## What the task asks:
Scan the entries that follow and give only the number of lines containing "PathBuf".

*** Block opens ***

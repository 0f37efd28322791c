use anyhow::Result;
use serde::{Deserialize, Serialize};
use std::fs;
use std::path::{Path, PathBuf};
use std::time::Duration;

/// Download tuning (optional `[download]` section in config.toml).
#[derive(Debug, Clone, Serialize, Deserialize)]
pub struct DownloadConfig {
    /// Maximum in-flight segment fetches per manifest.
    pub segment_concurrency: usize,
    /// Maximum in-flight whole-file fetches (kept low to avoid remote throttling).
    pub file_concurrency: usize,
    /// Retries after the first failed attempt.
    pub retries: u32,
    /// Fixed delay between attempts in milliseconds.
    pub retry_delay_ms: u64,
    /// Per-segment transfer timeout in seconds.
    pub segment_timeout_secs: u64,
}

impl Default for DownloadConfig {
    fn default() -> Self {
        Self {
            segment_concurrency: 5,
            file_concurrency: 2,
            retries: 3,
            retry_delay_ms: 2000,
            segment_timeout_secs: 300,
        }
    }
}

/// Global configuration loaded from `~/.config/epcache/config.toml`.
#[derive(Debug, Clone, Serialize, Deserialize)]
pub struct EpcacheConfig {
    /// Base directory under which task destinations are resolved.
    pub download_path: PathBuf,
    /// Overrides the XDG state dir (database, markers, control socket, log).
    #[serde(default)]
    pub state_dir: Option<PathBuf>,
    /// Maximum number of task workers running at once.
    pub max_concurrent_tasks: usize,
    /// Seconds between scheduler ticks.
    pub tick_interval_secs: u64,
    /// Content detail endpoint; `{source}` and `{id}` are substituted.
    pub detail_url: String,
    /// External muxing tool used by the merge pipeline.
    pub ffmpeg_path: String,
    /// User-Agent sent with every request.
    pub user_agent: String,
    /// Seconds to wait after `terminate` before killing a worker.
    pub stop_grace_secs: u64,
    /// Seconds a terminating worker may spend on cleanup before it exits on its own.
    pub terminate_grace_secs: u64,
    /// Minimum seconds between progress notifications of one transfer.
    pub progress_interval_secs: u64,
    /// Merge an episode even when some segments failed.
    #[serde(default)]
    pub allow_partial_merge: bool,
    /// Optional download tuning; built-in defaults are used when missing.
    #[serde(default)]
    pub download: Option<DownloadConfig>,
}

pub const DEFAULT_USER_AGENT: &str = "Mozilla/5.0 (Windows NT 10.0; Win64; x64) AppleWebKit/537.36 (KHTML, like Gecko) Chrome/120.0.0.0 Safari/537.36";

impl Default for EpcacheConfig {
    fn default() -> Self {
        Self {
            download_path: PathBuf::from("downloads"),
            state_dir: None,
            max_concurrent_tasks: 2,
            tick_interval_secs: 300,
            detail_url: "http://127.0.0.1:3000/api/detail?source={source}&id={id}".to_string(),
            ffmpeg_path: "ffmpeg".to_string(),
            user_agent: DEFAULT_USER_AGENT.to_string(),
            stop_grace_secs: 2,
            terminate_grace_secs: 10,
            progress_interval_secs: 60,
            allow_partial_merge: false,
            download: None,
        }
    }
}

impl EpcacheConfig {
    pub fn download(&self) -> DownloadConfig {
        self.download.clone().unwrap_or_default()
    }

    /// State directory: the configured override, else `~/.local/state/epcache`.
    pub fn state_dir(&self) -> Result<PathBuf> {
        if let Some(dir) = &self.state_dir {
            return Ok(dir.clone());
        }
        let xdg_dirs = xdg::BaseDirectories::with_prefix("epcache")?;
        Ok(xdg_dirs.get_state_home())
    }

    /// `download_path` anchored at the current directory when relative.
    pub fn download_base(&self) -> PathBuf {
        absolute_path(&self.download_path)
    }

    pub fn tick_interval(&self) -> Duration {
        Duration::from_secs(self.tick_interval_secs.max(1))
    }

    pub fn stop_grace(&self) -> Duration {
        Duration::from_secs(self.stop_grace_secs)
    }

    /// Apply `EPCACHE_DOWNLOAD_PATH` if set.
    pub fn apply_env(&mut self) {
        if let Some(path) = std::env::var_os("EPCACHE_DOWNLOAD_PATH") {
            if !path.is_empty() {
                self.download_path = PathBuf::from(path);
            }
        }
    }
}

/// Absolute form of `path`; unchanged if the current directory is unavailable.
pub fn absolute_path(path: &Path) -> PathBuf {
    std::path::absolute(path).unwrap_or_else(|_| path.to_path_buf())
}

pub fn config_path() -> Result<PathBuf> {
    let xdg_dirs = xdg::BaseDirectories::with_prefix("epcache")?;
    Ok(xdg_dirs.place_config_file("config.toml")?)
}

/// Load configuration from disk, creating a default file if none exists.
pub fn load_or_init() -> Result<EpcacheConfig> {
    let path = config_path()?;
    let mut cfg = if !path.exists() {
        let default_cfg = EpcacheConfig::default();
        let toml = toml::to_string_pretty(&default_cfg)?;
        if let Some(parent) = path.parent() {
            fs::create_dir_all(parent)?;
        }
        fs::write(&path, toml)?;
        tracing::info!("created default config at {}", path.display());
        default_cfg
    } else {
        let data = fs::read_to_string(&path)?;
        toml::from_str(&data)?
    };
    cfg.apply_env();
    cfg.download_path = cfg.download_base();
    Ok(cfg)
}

*** Block closes ***

## The answer:
9